Jeanne was born in Germany, one of 12 children of a Mexican father and an Irish American mother. She grew up Catholic in Southern California and entered the novitiate of the Sisters of Immaculate Mary Convent in Los Angeles in 1966. She wrote about her exit from the convent and her coming-out at UCLA in her 1990 book Kicking the Habit: A Lesbian Nun Story

Jeanne was one of those who did the hard work of organizing lesbians in Southern California back when lesbians were regarded as sick or a social menace. Her recent book, When We were Outlaws is about a short period in the 1970’s when lesbians began to see themselves as Lesbian Nation, but the Establishment, especially J.Edgar Hoover, saw them as another bunch of Commies, enemies of the state.    (I say “them” because I didn’t come out until ’87.) Those were scary, heady times, when the radical Left in America was feeling its oats about the exit from Vietnam, but painfully aware of what had happened to the Black Panthers.  Córdova was a leader in the lesbian community in Southern California during that time, and she wrote about not only the external battles but the internal ones as well.  She was both a lover and a fighter, and breathtakingly honest about it, to boot.

If you want to get a taste of Jeanne’s voice, read her blog, This Lesbian World: Notes from a Community Organizer.  

I am sad that the Jeanne Córdovas of the LGBTQ community have been mostly forgotten in our recent political victories. We tend to focus on the national organizations and their current leadership – and that leadership has not always been generous enough to give credit to the cranky, stubborn visionaries who brought us to this day. The AIDS epidemic carried off many of the men, and now that generation of lesbians are dying, too.
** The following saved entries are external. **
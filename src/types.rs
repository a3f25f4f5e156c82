// src/types.rs

use std::fmt;
use std::str::FromStr;
use std::time::Duration;

use serde::{Deserialize, Deserializer};

/// A duration written the way humans write it in config files:
/// `"250ms"`, `"5s"`, `"10m"`, `"1h"`.
#[derive(Debug, Clone, Copy, PartialEq, Eq)]
pub struct HumanDuration(pub Duration);

impl HumanDuration {
    pub fn as_duration(self) -> Duration {
        self.0
    }
}

impl From<Duration> for HumanDuration {
    fn from(d: Duration) -> Self {
        HumanDuration(d)
    }
}

impl fmt::Display for HumanDuration {
    fn fmt(&self, f: &mut fmt::Formatter<'_>) -> fmt::Result {
        let millis = self.0.as_millis();
        if millis % 1000 != 0 {
            write!(f, "{millis}ms")
        } else {
            write!(f, "{}s", self.0.as_secs())
        }
    }
}

impl FromStr for HumanDuration {
    type Err = String;

    fn from_str(s: &str) -> Result<Self, Self::Err> {
        let s = s.trim();
        if s.is_empty() {
            return Err("empty duration string".to_string());
        }

        // Find the boundary between digits and suffix.
        let idx = s
            .chars()
            .position(|c| !c.is_ascii_digit())
            .ok_or_else(|| format!("duration '{s}' is missing a unit suffix"))?;

        let (num_part, unit_part) = s.split_at(idx);
        let value: u64 = num_part
            .parse()
            .map_err(|e| format!("invalid duration number '{}': {}", num_part, e))?;
        let unit = unit_part.trim().to_lowercase();

        let secs_per_unit = match unit.as_str() {
            "ms" => return Ok(HumanDuration(Duration::from_millis(value))),
            "s" => 1,
            "m" => 60,
            "h" => 60 * 60,
            _ => {
                return Err(format!(
                    "unsupported duration unit '{}'; expected ms, s, m, or h",
                    unit
                ));
            }
        };
        let secs = value
            .checked_mul(secs_per_unit)
            .ok_or_else(|| format!("duration '{s}' is out of range"))?;
        Ok(HumanDuration(Duration::from_secs(secs)))
    }
}

impl<'de> Deserialize<'de> for HumanDuration {
    fn deserialize<D>(deserializer: D) -> Result<Self, D::Error>
    where
        D: Deserializer<'de>,
    {
        let raw = String::deserialize(deserializer)?;
        raw.parse().map_err(serde::de::Error::custom)
    }
}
It is a Jewish value to give credit where credit is due. I would not enjoy the freedoms I have today, the safety I have today, were it not for Jeanne Córdova and her compatriots, back in the days of the Lesbian Nation. Their activism and courage propelled us into a future in which I can marry my beloved and in which so much seems possible. Jeanne would be the first to point out that the work is far from done. The best memorial we can give her is to carry the work forward.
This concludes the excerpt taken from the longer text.